Across the records that follow, give the number of lines containing the word "options" and nothing else.

Records shown Start Marker

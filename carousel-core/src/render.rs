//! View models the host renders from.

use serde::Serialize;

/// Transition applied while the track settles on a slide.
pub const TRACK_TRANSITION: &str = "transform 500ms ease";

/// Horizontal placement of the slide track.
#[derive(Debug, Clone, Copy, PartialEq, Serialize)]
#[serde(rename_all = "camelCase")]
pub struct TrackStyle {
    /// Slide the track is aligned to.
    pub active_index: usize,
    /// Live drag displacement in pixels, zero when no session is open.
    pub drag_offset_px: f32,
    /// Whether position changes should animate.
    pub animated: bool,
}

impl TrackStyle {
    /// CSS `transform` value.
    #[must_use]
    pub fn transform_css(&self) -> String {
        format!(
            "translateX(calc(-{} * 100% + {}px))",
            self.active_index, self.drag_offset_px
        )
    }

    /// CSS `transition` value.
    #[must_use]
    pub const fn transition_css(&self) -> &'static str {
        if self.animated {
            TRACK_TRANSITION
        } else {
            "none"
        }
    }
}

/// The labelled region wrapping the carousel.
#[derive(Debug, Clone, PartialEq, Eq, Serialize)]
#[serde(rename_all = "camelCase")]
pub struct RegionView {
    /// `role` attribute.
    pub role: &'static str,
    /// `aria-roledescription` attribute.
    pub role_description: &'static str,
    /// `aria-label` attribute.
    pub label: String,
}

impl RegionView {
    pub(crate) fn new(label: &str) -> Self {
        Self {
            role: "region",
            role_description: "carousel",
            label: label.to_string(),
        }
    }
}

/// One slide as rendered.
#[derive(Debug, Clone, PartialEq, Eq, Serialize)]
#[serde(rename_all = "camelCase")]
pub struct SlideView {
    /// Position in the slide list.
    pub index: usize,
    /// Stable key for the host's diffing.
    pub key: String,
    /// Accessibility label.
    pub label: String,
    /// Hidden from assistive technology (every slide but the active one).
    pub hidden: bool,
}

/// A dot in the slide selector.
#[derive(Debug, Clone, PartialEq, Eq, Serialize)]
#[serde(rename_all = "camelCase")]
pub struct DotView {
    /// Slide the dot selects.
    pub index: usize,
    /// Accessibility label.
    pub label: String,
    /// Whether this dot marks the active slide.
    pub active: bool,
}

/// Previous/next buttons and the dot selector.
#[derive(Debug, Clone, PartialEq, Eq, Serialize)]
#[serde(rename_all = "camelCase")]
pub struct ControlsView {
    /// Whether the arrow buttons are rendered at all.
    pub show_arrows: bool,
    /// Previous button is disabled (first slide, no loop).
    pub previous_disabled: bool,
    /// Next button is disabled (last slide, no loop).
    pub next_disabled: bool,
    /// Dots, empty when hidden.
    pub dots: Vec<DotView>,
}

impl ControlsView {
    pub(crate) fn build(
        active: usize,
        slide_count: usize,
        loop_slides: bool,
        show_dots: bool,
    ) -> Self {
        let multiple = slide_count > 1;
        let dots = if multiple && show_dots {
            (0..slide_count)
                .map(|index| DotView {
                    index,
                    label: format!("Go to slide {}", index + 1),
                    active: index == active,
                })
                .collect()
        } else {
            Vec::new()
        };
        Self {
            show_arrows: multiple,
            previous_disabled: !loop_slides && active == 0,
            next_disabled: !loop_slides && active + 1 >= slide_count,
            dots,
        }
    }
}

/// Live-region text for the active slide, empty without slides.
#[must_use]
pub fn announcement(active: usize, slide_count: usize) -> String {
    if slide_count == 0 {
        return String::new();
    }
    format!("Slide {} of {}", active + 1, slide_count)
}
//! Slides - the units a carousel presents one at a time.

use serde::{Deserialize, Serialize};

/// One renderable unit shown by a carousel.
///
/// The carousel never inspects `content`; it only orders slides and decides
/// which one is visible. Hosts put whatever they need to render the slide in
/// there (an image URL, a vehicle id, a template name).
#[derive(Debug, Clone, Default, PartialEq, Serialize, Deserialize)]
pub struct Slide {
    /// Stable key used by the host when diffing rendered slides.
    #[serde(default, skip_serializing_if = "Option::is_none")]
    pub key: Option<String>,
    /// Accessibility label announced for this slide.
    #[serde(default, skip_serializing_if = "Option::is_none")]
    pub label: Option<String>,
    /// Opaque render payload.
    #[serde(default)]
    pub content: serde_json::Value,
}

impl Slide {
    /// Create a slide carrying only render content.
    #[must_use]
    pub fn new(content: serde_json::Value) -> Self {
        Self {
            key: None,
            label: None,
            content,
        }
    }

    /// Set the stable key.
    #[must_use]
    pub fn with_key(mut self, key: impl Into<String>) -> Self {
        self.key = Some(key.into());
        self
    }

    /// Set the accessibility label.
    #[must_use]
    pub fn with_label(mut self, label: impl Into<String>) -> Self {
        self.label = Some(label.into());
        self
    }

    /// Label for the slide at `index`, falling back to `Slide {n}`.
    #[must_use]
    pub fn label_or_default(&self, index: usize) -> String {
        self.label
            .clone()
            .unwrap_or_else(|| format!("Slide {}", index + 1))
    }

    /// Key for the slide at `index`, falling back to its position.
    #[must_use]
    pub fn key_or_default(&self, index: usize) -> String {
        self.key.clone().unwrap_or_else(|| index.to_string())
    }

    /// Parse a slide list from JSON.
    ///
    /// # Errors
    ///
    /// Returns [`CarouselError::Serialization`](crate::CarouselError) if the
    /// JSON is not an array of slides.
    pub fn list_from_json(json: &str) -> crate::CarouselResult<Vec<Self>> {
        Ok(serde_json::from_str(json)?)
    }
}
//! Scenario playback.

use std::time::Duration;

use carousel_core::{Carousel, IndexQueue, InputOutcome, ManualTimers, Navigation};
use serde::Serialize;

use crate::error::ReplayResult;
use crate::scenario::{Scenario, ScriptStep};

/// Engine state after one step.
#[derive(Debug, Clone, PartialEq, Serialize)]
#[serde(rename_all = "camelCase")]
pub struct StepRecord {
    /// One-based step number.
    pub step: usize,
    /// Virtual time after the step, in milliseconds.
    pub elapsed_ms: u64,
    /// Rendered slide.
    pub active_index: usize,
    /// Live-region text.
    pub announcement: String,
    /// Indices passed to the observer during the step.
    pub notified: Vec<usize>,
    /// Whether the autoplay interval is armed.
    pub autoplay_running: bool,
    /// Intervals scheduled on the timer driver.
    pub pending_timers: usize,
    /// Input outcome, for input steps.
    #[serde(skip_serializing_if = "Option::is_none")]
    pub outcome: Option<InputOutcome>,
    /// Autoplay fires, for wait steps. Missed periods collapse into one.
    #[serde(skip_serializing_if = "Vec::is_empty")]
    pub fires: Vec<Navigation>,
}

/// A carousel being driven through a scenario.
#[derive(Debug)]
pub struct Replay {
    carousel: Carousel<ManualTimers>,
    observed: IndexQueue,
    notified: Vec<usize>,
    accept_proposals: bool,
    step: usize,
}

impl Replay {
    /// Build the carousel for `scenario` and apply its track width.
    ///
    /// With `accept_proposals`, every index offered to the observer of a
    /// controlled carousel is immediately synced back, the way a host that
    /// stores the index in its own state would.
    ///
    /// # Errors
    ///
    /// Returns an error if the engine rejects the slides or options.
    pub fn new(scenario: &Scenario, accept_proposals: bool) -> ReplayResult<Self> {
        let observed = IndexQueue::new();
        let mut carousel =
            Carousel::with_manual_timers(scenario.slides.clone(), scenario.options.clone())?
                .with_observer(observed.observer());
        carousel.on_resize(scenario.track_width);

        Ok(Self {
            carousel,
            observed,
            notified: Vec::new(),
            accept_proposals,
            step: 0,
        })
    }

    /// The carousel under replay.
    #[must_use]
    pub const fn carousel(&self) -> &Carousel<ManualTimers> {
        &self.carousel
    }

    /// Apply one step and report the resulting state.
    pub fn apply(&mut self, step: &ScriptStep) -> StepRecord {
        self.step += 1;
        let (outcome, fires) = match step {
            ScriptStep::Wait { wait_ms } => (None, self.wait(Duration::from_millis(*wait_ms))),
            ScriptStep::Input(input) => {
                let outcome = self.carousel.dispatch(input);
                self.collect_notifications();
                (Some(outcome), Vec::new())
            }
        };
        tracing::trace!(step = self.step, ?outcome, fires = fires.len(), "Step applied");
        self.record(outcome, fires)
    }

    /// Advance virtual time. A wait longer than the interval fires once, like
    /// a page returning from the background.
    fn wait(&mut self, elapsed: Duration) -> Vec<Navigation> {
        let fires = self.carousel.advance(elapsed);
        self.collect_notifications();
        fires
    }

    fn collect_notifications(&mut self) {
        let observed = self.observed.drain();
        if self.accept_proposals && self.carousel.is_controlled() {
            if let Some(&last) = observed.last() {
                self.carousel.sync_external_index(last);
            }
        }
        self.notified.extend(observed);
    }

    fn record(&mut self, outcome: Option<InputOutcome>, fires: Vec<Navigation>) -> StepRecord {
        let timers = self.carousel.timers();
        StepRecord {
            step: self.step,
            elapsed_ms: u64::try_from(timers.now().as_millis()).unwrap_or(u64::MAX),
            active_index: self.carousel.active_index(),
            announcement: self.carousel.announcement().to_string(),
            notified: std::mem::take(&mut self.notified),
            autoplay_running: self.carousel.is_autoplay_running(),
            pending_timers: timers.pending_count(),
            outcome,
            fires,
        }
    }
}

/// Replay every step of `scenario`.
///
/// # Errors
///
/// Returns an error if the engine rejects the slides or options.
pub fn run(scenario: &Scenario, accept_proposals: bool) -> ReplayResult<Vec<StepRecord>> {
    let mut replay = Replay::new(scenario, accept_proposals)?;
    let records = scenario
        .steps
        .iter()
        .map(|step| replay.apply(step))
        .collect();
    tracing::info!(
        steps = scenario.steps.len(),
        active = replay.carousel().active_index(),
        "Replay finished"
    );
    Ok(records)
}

Records shown End Marker

• Result for this task: 3